Two weeks after I installed the 30-NC in the fireplace a guy six miles from me listed a C550 insert new on the pallet on craigslist for $775. If I hadn't already installed the bad boy I would have been all over that insert.


----------



## Ram 1500 with an axe... (Mar 5, 2014)

BrotherBart said:


> You did this without the surround on the insert while it was burning?


Yes, I took off the surround for a full week, I had ir gun in hand often, the only place the insert was losing heat was up the flue, I had cobwebs in the fireplace, if I remember correctly, the inside brick was 50 degrees, not soaking up heat from the insert.... You could keep your hand everywhere except for on the flue...... I would close the air and the flue would cool down immediately....


----------



## jatoxico (Mar 5, 2014)

BrotherBart said:


> Two weeks after I installed the 30-NC in the fireplace a guy six miles from me listed a C550 insert new on the pallet on craigslist for $775. If I hadn't already installed the bad boy I would have been all over that insert.

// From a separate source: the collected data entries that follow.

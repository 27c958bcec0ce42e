use std::io;

use log::{trace, warn};

use crate::structs::palette::PALETTE_BASE;
use crate::structs::pes::PesHeader;
use crate::structs::spu::{
    BoundingBox, DecodedSpu, FRAME_HEIGHT, FRAME_WIDTH, IndexedFrame, SpuControl, SpuKind,
};
use crate::utils::bitstream_io::NibbleSliceReader;
use crate::utils::buffer_pool::BufferPool;
use crate::utils::errors::SpuError;

/// A complete subpicture packet and the last PTS seen while collecting it.
#[derive(Debug)]
pub struct AssembledSpu {
    pub data: Vec<u8>,
    pub pts: u64,
}

/// Collects subpicture payload across sectors until the declared packet size
/// is reached.
#[derive(Debug, Default)]
pub struct SpuAssembler {
    pool: BufferPool,
    current: Option<Vec<u8>>,
    pts: u64,
}

impl SpuAssembler {
    /// Appends the payload of one subpicture sector (after the sub-stream id).
    pub fn push(&mut self, sector: &[u8], header: &PesHeader) -> Option<AssembledSpu> {
        if let Some(pts) = header.pts {
            self.pts = pts;
        }

        let start = header.payload_offset() + 1;
        let end = header.end(sector.len());
        if start >= end {
            return None;
        }

        let pool = &mut self.pool;
        let buf = self.current.get_or_insert_with(|| pool.acquire());
        buf.extend_from_slice(&sector[start..end]);

        if buf.len() < 2 {
            return None;
        }
        let size = usize::from(u16::from_be_bytes([buf[0], buf[1]]));
        if buf.len() < size {
            return None;
        }

        let mut data = self.current.take()?;
        data.truncate(size);
        trace!("Subpicture packet complete: {size} bytes, pts {}", self.pts);
        Some(AssembledSpu {
            data,
            pts: self.pts,
        })
    }

    pub fn release(&mut self, buf: Vec<u8>) {
        self.pool.release(buf);
    }

    /// Drops a partially collected packet.
    pub fn reset(&mut self) {
        if let Some(buf) = self.current.take() {
            self.pool.release(buf);
        }
    }

    pub fn in_progress(&self) -> usize {
        self.current.as_ref().map_or(0, Vec::len)
    }
}

fn be16(data: &[u8], at: usize) -> Result<u16, SpuError> {
    match data.get(at..at + 2) {
        Some(b) => Ok(u16::from_be_bytes([b[0], b[1]])),
        None => Err(SpuError::Truncated {
            needed: at + 2,
            available: data.len(),
        }),
    }
}

fn operands(data: &[u8], at: usize, count: usize, size: usize) -> Result<&[u8], SpuError> {
    if at + count > size {
        return Err(SpuError::Truncated {
            needed: at + count,
            available: size,
        });
    }
    Ok(&data[at..at + count])
}

/// Pixel-code order of a `0x03`/`0x04` operand pair: codes 3,2 then 1,0.
fn nibble_quad(b: &[u8]) -> [u8; 4] {
    [b[1] & 0x0F, b[1] >> 4, b[0] & 0x0F, b[0] >> 4]
}

/// Walks the first control sequence of a subpicture packet.
pub fn parse_control(data: &[u8]) -> Result<SpuControl, SpuError> {
    let size = usize::from(be16(data, 0)?);
    let datasize = usize::from(be16(data, 2)?);
    if datasize + 2 > size {
        return Err(SpuError::InconsistentSize { datasize, size });
    }
    if size > data.len() {
        return Err(SpuError::Truncated {
            needed: size,
            available: data.len(),
        });
    }

    let mut highlight = false;
    let mut show = false;
    let mut colors = None;
    let mut alpha = None;
    let mut bbox = None;
    let mut offsets = None;

    let mut i = datasize + 4;
    while i < size && data[i] != 0xFF {
        match data[i] {
            0x00 => {
                highlight = true;
                i += 1;
            }
            0x01 => {
                show = true;
                i += 1;
            }
            0x02 => i += 1,
            0x03 => {
                colors = Some(nibble_quad(operands(data, i + 1, 2, size)?));
                i += 3;
            }
            0x04 => {
                alpha = Some(nibble_quad(operands(data, i + 1, 2, size)?));
                i += 3;
            }
            0x05 => {
                let b = operands(data, i + 1, 6, size)?;
                bbox = Some(BoundingBox::from_packed(&[b[0], b[1], b[2], b[3], b[4], b[5]]));
                i += 7;
            }
            0x06 => {
                let b = operands(data, i + 1, 4, size)?;
                offsets = Some([
                    usize::from(u16::from_be_bytes([b[0], b[1]])),
                    usize::from(u16::from_be_bytes([b[2], b[3]])),
                ]);
                i += 5;
            }
            0x07 => {
                let len = usize::from(be16(data, i + 1)?);
                i += 1 + len.max(2);
            }
            _ => i += 1,
        }
    }

    let display_time = if i + 6 < size && data[i + 5] == 0x02 && data[i + 6] == 0xFF {
        i32::from(be16(data, i + 1)?)
    } else {
        -1
    };

    let kind = if highlight {
        SpuKind::HighlightMask
    } else if show {
        SpuKind::Subtitle
    } else {
        return Err(SpuError::NoDisplayCommand);
    };

    let bbox = bbox.ok_or(SpuError::MissingBoundingBox)?;
    if !bbox.is_valid() {
        return Err(SpuError::InvalidBoundingBox {
            x1: bbox.x1,
            y1: bbox.y1,
            x2: bbox.x2,
            y2: bbox.y2,
        });
    }
    let offsets = offsets.ok_or(SpuError::MissingOffsets)?;

    Ok(SpuControl {
        kind,
        bbox,
        offsets,
        display_time,
        colors,
        alpha,
        datasize,
    })
}

/// Run-length decodes both fields into `scratch` and returns the pixels of
/// the (frame-clamped) bounding box.
///
/// Runs are clamped to the right edge of the box and decoding never goes
/// past row 575.
pub fn decode_bitmap(
    data: &[u8],
    control: &SpuControl,
    scratch: &mut IndexedFrame,
) -> Result<Vec<u8>, SpuError> {
    let bbox = control.bbox.clamped();
    let area = &data[..control.datasize.min(data.len())];

    let mut fields = [
        NibbleSliceReader::from_slice(area, control.offsets[0])?,
        NibbleSliceReader::from_slice(area, control.offsets[1])?,
    ];

    scratch.clear_rect(&bbox);

    let x1 = usize::from(bbox.x1);
    let x2 = usize::from(bbox.x2);
    let y2 = usize::from(bbox.y2).min(FRAME_HEIGHT - 1);
    let (mut x, mut y) = (x1, usize::from(bbox.y1));
    let mut field = 0;

    while y <= y2 {
        let code = match fields[field].rle_code() {
            Ok(code) => code,
            Err(e) if e.kind() == io::ErrorKind::UnexpectedEof => break,
            Err(e) => return Err(e.into()),
        };

        let remaining = x2 + 1 - x;
        let run = usize::from(code >> 2);
        let len = if run == 0 || run > remaining {
            remaining
        } else {
            run
        };
        scratch.fill_run(x, y, len, PALETTE_BASE + (code & 0x03) as u8);

        x += len;
        if x > x2 {
            fields[field].align();
            field ^= 1;
            x = x1;
            y += 1;
        }
    }

    debug_assert!(x2 < FRAME_WIDTH);
    Ok(IndexedFrame::copy_rect_from(scratch, &bbox))
}

/// Decodes a complete packet.
pub fn decode(data: &[u8], scratch: &mut IndexedFrame) -> Result<DecodedSpu, SpuError> {
    let control = parse_control(data)?;
    let pixels = decode_bitmap(data, &control, scratch)?;
    Ok(DecodedSpu {
        kind: control.kind,
        bbox: control.bbox.clamped(),
        display_time: control.display_time,
        colors: control.colors,
        alpha: control.alpha,
        pixels,
    })
}

/// Packet assembly plus decoding with a reusable scratch frame.
#[derive(Debug, Default)]
pub struct SpuDecoder {
    assembler: SpuAssembler,
    scratch: IndexedFrame,
}

impl SpuDecoder {
    /// Feeds one subpicture sector. Returns the decoded subpicture and its
    /// PTS when a packet completes; malformed packets are logged and dropped.
    pub fn push(&mut self, sector: &[u8], header: &PesHeader) -> Option<(DecodedSpu, u64)> {
        let packet = self.assembler.push(sector, header)?;
        let result = decode(&packet.data, &mut self.scratch);
        let pts = packet.pts;
        self.assembler.release(packet.data);

        match result {
            Ok(spu) => Some((spu, pts)),
            Err(e) => {
                warn!("Discarding subpicture at pts {pts}: {e}");
                None
            }
        }
    }

    pub fn reset(&mut self) {
        self.assembler.reset();
    }

    /// Bytes collected towards the next packet.
    pub fn in_progress(&self) -> usize {
        self.assembler.in_progress()
    }
}

#[cfg(test)]
pub(crate) mod tests {
    use super::*;
    use crate::process::classify::private_sector;
    use crate::structs::pes::PtsEncoding;
    use anyhow::Result;

    /// A 4×4 block of pixel code 1 shown for one second.
    pub(crate) const SOLID_BLOCK: [u8; 32] = [
        0x00, 0x20, 0x00, 0x08, // size, control offset
        0x11, 0x11, // even field: two runs of 4 × code 1
        0x11, 0x11, // odd field
        0x00, 0x00, 0x00, 0x08, // control sequence header
        0x06, 0x00, 0x04, 0x00, 0x06, // RLE offsets
        0x05, 0x00, 0x00, 0x03, 0x00, 0x00, 0x03, // (0,0)-(3,3)
        0x01, // show
        0xFF, // end
        0x00, 0x64, 0x00, 0x1A, 0x02, 0xFF, // hide after 100/100 s
    ];

    #[test]
    fn solid_block() -> Result<()> {
        let mut scratch = IndexedFrame::default();
        let spu = decode(&SOLID_BLOCK, &mut scratch)?;

        assert_eq!(spu.kind, SpuKind::Subtitle);
        assert_eq!(spu.display_time, 100);
        assert_eq!(
            spu.bbox,
            BoundingBox {
                x1: 0,
                y1: 0,
                x2: 3,
                y2: 3
            }
        );
        assert_eq!(spu.pixels, vec![253; 16]);
        assert_eq!(scratch.pixel(4, 0), 0);
        assert_eq!(scratch.pixel(0, 4), 0);
        Ok(())
    }

    #[test]
    fn control_commands() -> Result<()> {
        let mut packet = SOLID_BLOCK.to_vec();
        // Replace show with a highlight marker and add colour/contrast.
        packet.splice(24..25, [0x00, 0x03, 0x32, 0x10, 0x04, 0xFF, 0x0F]);
        let size = packet.len() as u16;
        packet[..2].copy_from_slice(&size.to_be_bytes());

        let control = parse_control(&packet)?;
        assert_eq!(control.kind, SpuKind::HighlightMask);
        assert_eq!(control.colors, Some([0, 1, 2, 3]));
        assert_eq!(control.alpha, Some([0xF, 0x0, 0xF, 0xF]));
        assert_eq!(control.offsets, [4, 6]);
        assert_eq!(control.display_time, 100);
        Ok(())
    }

    #[test]
    fn malformed_packets() {
        let mut no_show = SOLID_BLOCK;
        no_show[24] = 0x02;
        assert!(matches!(
            parse_control(&no_show),
            Err(SpuError::NoDisplayCommand)
        ));

        let mut inconsistent = SOLID_BLOCK;
        inconsistent[2..4].copy_from_slice(&0x001Fu16.to_be_bytes());
        assert!(matches!(
            parse_control(&inconsistent),
            Err(SpuError::InconsistentSize { .. })
        ));

        let mut no_bbox = SOLID_BLOCK;
        no_bbox[17] = 0x02;
        assert!(matches!(
            parse_control(&no_bbox),
            Err(SpuError::MissingBoundingBox)
        ));

        assert!(matches!(
            parse_control(&SOLID_BLOCK[..20]),
            Err(SpuError::Truncated { .. })
        ));
    }

    #[test]
    fn rows_past_the_frame_are_not_written() -> Result<()> {
        let mut packet = SOLID_BLOCK;
        // (0,574)-(3,0x3FF): only rows 574 and 575 fit.
        packet[17..24].copy_from_slice(&[0x05, 0x00, 0x00, 0x03, 0x23, 0xE3, 0xFF]);

        let mut scratch = IndexedFrame::default();
        let spu = decode(&packet, &mut scratch)?;
        assert_eq!(spu.bbox.y2, 575);
        assert_eq!(spu.pixels, vec![253; 8]);
        assert_eq!(scratch.pixel(0, 575), 253);
        Ok(())
    }

    #[test]
    fn box_below_the_frame_is_rejected() {
        let mut packet = SOLID_BLOCK;
        // (0,0x240)-(3,0x243): starts at row 576.
        packet[17..24].copy_from_slice(&[0x05, 0x00, 0x00, 0x03, 0x24, 0x02, 0x43]);

        let mut scratch = IndexedFrame::default();
        assert!(matches!(
            decode(&packet, &mut scratch),
            Err(SpuError::InvalidBoundingBox { y1: 576, .. })
        ));
        assert_eq!(scratch.pixel(0, 575), 0);
    }

    #[test]
    fn packet_split_across_sectors() -> Result<()> {
        let mut decoder = SpuDecoder::default();
        let first = private_sector(0x20, Some(90_000), &SOLID_BLOCK[..10]);
        let second = private_sector(0x20, None, &SOLID_BLOCK[10..]);

        let h1 = PesHeader::parse(&first, PtsEncoding::Standard).unwrap();
        assert!(decoder.push(&first, &h1).is_none());
        assert_eq!(decoder.assembler.in_progress(), 10);

        let h2 = PesHeader::parse(&second, PtsEncoding::Standard).unwrap();
        let (spu, pts) = decoder.push(&second, &h2).unwrap();
        assert_eq!(pts, 90_000);
        assert_eq!(spu.pixels.len(), 16);
        assert_eq!(decoder.assembler.in_progress(), 0);
        Ok(())
    }
}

Not the longest burn time around but seems to be pretty bulletproof.


----------



## BrotherBart (Mar 5, 2014)

Ram 1500 with an axe... said:


> Yes, I took off the surround for a full week, I had ir gun in hand often, the only place the insert was losing heat was up the flue, I had cobwebs in the fireplace, if I remember correctly, the inside brick was 50 degrees, not soaking up heat from the insert.... You could keep your hand everywhere except for on the flue...... I would close the air and the flue would cool down immediately....

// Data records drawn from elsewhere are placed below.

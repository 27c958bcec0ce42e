#![doc = include_str!("../README.md")]
//!
//! ## Technical Overview
//!
//! The engine sits between a DVD navigation library and the presentation
//! devices of a set-top box.
//!
//! ### Data Path
//!
//! **Sectors**: 2048-byte program stream packs pulled one at a time from the
//! navigation library and sorted into video, audio and subpicture streams.
//! **Subpictures**: reassembled from PES packets, RLE-decoded into an indexed
//! bitmap and queued until the video clock reaches their PTS.
//!
//! ### Control Path
//!
//! A host application sends remote-control commands through a byte queue and
//! receives state, time, menu and overlay events through another. Both queues
//! use a fixed little-endian record layout.
//!
//! ## Quick Start
//!
//! 1. Implement [`structs::nav::Navigator`] over the navigation library and
//!    [`structs::sink::MediaSink`] over the video and audio devices
//! 2. Create the queues with [`structs::command::command_queue`] and
//!    [`structs::event::event_queue`]
//! 3. Run a session with [`process::engine::Engine::run`]
//!
//! ```rust,no_run
//! use ddvd::process::engine::{Collaborators, Engine};
//! use ddvd::structs::command::{Command, command_queue};
//! use ddvd::structs::config::PlayerConfig;
//! use ddvd::structs::event::event_queue;
//!
//! # fn collaborators() -> Collaborators { unimplemented!() }
//! let (commands, command_rx) = command_queue();
//! let (event_tx, mut events) = event_queue();
//!
//! std::thread::spawn(move || {
//!     while let Ok(Some(event)) = events.poll(ddvd::structs::pipe::Wait::Blocking) {
//!         println!("{event:?}");
//!     }
//! });
//!
//! commands.send(Command::FastForward)?;
//! let engine = Engine::new(PlayerConfig::default(), collaborators(), command_rx, event_tx);
//! let outcome = engine.run()?;
//! println!("Resume at {:?}", outcome.resume);
//! # Ok::<(), Box<dyn std::error::Error>>(())
//! ```

/// Playback processing.
///
/// 1. **Classification** ([`process::classify`]): sorts sectors into streams.
///
/// 2. **Subpictures** ([`process::spu_decode`], [`process::spu_sync`],
///    [`process::highlight`]): decoding, scheduling and menu highlights.
///
/// 3. **Playback** ([`process::engine`]): the loop, trick modes and commands.
pub mod process;

/// Data structures of the playback engine.
///
/// - **Sectors** ([`structs::pes`]): PES framing
/// - **Subpictures** ([`structs::spu`]): decoded units and the overlay frame
/// - **Palette** ([`structs::palette`]): colour lookup and blending
/// - **Navigation** ([`structs::nav`]): navigation library contract
/// - **Devices** ([`structs::sink`], [`structs::codec`]): presentation and codec contracts
/// - **Protocol** ([`structs::command`], [`structs::event`]): host queues
pub mod structs;

/// Utility functions and supporting infrastructure.
///
/// - **Bitstream I/O** ([`utils::bitstream_io`]): Nibble reader for RLE data
/// - **Error Handling** ([`utils::errors`]): Error types
/// - **Timing** ([`utils::timing`]): Clock and deadlines
/// - **Buffer Management** ([`utils::buffer_pool`]): Packet buffer reuse
pub mod utils;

Just for clarification. "up the flue" was inside or outside the liner?


----------



## Ram 1500 with an axe... (Mar 5, 2014)

BrotherBart said:


> Just for clarification. "up the flue" was inside our outside the liner?

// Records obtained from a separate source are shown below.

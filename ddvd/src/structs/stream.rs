//! Per-sector stream classification.

/// Audio coding of a logical audio stream.
#[derive(Debug, Clone, Copy, PartialEq, Eq, Hash)]
pub enum AudioFormat {
    Mpeg,
    Ac3,
    Dts,
    Lpcm,
}

impl AudioFormat {
    /// Code reported in `Audio` events; 0 is reserved for "unknown".
    pub fn type_code(self) -> u32 {
        match self {
            AudioFormat::Ac3 => 1,
            AudioFormat::Mpeg => 2,
            AudioFormat::Dts => 3,
            AudioFormat::Lpcm => 4,
        }
    }

    pub fn name(self) -> &'static str {
        match self {
            AudioFormat::Mpeg => "MPEG",
            AudioFormat::Ac3 => "AC3",
            AudioFormat::Dts => "DTS",
            AudioFormat::Lpcm => "LPCM",
        }
    }
}

impl std::fmt::Display for AudioFormat {
    fn fmt(&self, f: &mut std::fmt::Formatter<'_>) -> std::fmt::Result {
        f.write_str(self.name())
    }
}

/// What a sector carries, as far as the engine is concerned.
#[derive(Debug, Clone, Copy, PartialEq, Eq)]
pub enum StreamClassification {
    Video {
        pts: Option<u64>,
    },
    /// Audio of the selected logical stream.
    Audio {
        format: AudioFormat,
        logical_id: u8,
        pts: Option<u64>,
    },
    /// A packet of the active subpicture stream.
    Subpicture {
        stream_id: u8,
    },
    Other,
}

The thick heavy metal collar connected to the insert and the stainless steel liner. Outside using the ir gun, that metal can't be any hotter inside then on the outside  when your burning hot and hard


----------



## BrotherBart (Mar 5, 2014)

So heat was going up the chimney instead of being retained to go into the living space. Exactly what a block off plate is for. Has nothing to do with pipe temps. It has to do with heat going up into the chimney around the outside of the liner instead of being retained to heat your house.


----------



## Ram 1500 with an axe... (Mar 5, 2014)

If a stove is 700 degrees, your telling me the flue shouldn't be 350 degrees or so?
You shouldn't see heatwaves at the top of the chimney?


----------



## Ram 1500 with an axe... (Mar 5, 2014)

Heat is going up my 6 inch stainless steel liner, the more I close the stove, the lower the heat goes up


----------



## Ram 1500 with an axe... (Mar 5, 2014)

My room gets 72-76 degrees depending how I run the stove, I have 11 single pane windows, no insulation, plaster walls, and a whipping wind at times, been 10-20 degrees lately and it heats my space when I run it, I'm not feeling like I'm losing heat


----------



## BrotherBart (Mar 5, 2014)

You are missing the point. Nothing to do with inside the pipe. You have heat coming off of the surface of the stove going up the chimney outside of the liner instead of being retained inside the fireplace to heat the house. If you can't get that through your head, just keep on keeping on and be happy.

Hopefully the OP gets the point. 

Done here.


----------



## Ram 1500 with an axe... (Mar 5, 2014)

The only heat loss that I have is inside the flue that's why I can not comprehend what a blockoff plate would accomplish, it's not hot behind my surround inside the fireplace, if I had a block off plate, it would still be hot inside my 6 inch ss liner... Sweet dreams


----------



## begreen (Mar 5, 2014)

One insert installation doesn't equal another. Your insert appears to be unique. It is the first one I have heard of that radiates no heat from its convection jacket.


----------



## BrotherBart (Mar 5, 2014)

It is a very small flush mounted wood stove behind a fireplace surround. The only way out for the small amount of heat it can produce is through the blowers. And none of Jotuls inserts are designed for convection.


----------



## Bigg_Redd (Mar 6, 2014)

dznam said:


> Your insert is too small to live up to your expectations and undersized for your climate and square footage no matter how well seasoned your wood is. *Take the Superior offer and upsize - you'll be much happier*.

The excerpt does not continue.